Exercise objective: In the entries that follow, find the line containing "problems in the", then output exactly every line from the first through that one.

Excerpted records:
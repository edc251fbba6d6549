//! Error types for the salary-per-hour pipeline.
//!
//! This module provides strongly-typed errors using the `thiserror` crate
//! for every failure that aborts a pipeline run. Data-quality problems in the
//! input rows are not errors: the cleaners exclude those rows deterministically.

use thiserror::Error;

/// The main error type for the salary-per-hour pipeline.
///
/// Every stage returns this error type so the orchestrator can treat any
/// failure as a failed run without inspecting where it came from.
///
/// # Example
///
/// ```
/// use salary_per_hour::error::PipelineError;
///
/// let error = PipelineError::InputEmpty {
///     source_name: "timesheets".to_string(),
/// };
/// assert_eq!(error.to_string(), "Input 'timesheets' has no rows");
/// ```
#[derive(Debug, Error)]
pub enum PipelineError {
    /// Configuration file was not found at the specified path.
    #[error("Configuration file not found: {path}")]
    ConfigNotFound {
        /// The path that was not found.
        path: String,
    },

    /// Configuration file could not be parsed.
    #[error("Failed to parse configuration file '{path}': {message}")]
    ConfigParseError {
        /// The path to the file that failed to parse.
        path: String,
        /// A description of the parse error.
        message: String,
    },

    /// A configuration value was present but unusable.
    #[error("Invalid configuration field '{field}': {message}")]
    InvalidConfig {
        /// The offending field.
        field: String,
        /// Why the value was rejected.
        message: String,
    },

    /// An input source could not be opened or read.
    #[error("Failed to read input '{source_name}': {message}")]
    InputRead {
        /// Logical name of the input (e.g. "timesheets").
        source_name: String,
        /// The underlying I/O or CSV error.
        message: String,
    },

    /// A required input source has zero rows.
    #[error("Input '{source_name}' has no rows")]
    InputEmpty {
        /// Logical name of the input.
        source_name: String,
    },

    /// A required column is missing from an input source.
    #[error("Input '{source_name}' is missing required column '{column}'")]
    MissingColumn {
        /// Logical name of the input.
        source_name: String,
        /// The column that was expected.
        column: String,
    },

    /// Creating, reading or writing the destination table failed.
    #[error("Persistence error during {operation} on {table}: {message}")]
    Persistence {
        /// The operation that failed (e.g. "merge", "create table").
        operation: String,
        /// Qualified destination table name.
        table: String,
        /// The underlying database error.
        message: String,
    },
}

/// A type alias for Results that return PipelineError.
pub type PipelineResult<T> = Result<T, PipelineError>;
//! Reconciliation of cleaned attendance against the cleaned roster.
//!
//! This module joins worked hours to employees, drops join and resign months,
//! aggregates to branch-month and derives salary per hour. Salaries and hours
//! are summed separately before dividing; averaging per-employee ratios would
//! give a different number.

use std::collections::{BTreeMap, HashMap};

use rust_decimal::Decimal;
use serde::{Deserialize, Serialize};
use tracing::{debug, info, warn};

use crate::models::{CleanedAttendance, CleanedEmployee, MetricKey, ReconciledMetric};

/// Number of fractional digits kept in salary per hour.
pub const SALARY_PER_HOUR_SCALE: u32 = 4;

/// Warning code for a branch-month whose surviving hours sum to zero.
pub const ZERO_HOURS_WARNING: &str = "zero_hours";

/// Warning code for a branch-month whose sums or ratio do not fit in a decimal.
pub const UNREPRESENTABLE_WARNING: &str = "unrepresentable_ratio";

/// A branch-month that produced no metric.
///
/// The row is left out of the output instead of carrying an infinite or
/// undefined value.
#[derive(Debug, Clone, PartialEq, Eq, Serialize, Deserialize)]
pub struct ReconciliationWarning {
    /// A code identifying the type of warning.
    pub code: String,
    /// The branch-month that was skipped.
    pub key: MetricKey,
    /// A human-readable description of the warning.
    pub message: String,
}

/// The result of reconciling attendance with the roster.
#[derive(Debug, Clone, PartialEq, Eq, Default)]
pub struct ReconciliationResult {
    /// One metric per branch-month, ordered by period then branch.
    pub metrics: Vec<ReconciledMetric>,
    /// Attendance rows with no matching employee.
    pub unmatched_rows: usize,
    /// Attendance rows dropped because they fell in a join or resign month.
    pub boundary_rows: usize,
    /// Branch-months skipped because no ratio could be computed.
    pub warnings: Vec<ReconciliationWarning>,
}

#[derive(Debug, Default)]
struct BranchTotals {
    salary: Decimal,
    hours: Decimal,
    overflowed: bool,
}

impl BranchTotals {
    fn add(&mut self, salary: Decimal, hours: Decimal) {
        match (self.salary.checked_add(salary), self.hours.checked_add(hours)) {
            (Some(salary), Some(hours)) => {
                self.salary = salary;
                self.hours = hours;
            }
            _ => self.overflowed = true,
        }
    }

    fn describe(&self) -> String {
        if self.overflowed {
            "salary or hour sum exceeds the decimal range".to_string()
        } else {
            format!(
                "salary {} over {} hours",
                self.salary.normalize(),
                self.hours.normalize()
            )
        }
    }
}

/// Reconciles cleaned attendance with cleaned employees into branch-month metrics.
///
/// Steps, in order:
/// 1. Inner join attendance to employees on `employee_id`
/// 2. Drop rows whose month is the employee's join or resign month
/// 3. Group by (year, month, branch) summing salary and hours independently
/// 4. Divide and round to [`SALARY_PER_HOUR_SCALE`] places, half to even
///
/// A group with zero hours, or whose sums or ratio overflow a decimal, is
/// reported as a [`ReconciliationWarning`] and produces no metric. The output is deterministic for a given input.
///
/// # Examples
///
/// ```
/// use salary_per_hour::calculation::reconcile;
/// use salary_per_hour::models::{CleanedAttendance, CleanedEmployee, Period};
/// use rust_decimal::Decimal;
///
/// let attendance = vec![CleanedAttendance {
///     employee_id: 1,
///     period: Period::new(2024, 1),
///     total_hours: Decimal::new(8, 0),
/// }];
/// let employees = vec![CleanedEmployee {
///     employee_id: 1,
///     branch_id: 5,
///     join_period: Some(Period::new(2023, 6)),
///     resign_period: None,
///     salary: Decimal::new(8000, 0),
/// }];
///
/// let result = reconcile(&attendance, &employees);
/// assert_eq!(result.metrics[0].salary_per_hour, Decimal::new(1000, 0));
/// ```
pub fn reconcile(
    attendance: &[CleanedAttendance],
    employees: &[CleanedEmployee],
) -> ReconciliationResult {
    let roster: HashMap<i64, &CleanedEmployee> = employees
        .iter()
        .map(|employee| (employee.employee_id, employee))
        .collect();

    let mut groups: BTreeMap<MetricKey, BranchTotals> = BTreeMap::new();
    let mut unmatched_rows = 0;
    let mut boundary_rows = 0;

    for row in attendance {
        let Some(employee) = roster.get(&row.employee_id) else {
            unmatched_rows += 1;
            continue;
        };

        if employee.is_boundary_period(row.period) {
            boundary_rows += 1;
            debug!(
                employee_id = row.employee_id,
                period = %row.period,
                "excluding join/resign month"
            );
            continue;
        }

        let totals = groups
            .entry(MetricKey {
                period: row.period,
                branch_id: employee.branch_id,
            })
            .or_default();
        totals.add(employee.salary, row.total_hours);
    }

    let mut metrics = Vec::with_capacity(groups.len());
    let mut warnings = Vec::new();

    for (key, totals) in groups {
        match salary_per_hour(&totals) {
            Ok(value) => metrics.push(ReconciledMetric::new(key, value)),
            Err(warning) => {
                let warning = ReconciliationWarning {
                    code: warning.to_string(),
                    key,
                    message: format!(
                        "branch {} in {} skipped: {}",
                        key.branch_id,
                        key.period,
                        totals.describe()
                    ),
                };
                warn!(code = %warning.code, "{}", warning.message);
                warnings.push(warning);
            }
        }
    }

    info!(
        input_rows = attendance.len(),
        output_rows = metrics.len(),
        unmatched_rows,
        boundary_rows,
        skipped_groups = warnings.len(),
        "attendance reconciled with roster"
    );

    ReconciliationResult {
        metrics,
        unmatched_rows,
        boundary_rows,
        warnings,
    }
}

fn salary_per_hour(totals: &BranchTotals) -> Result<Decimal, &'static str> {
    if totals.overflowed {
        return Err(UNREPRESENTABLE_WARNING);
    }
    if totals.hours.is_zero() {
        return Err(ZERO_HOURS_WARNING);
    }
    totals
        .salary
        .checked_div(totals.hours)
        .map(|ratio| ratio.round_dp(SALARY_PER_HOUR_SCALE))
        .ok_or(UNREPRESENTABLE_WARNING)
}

Task result:
repository edc251fbba6d6549
//! Error types for the salary-per-hour pipeline.
//!
//! This module provides strongly-typed errors using the `thiserror` crate
//! for every failure that aborts a pipeline run. Data-quality problems in the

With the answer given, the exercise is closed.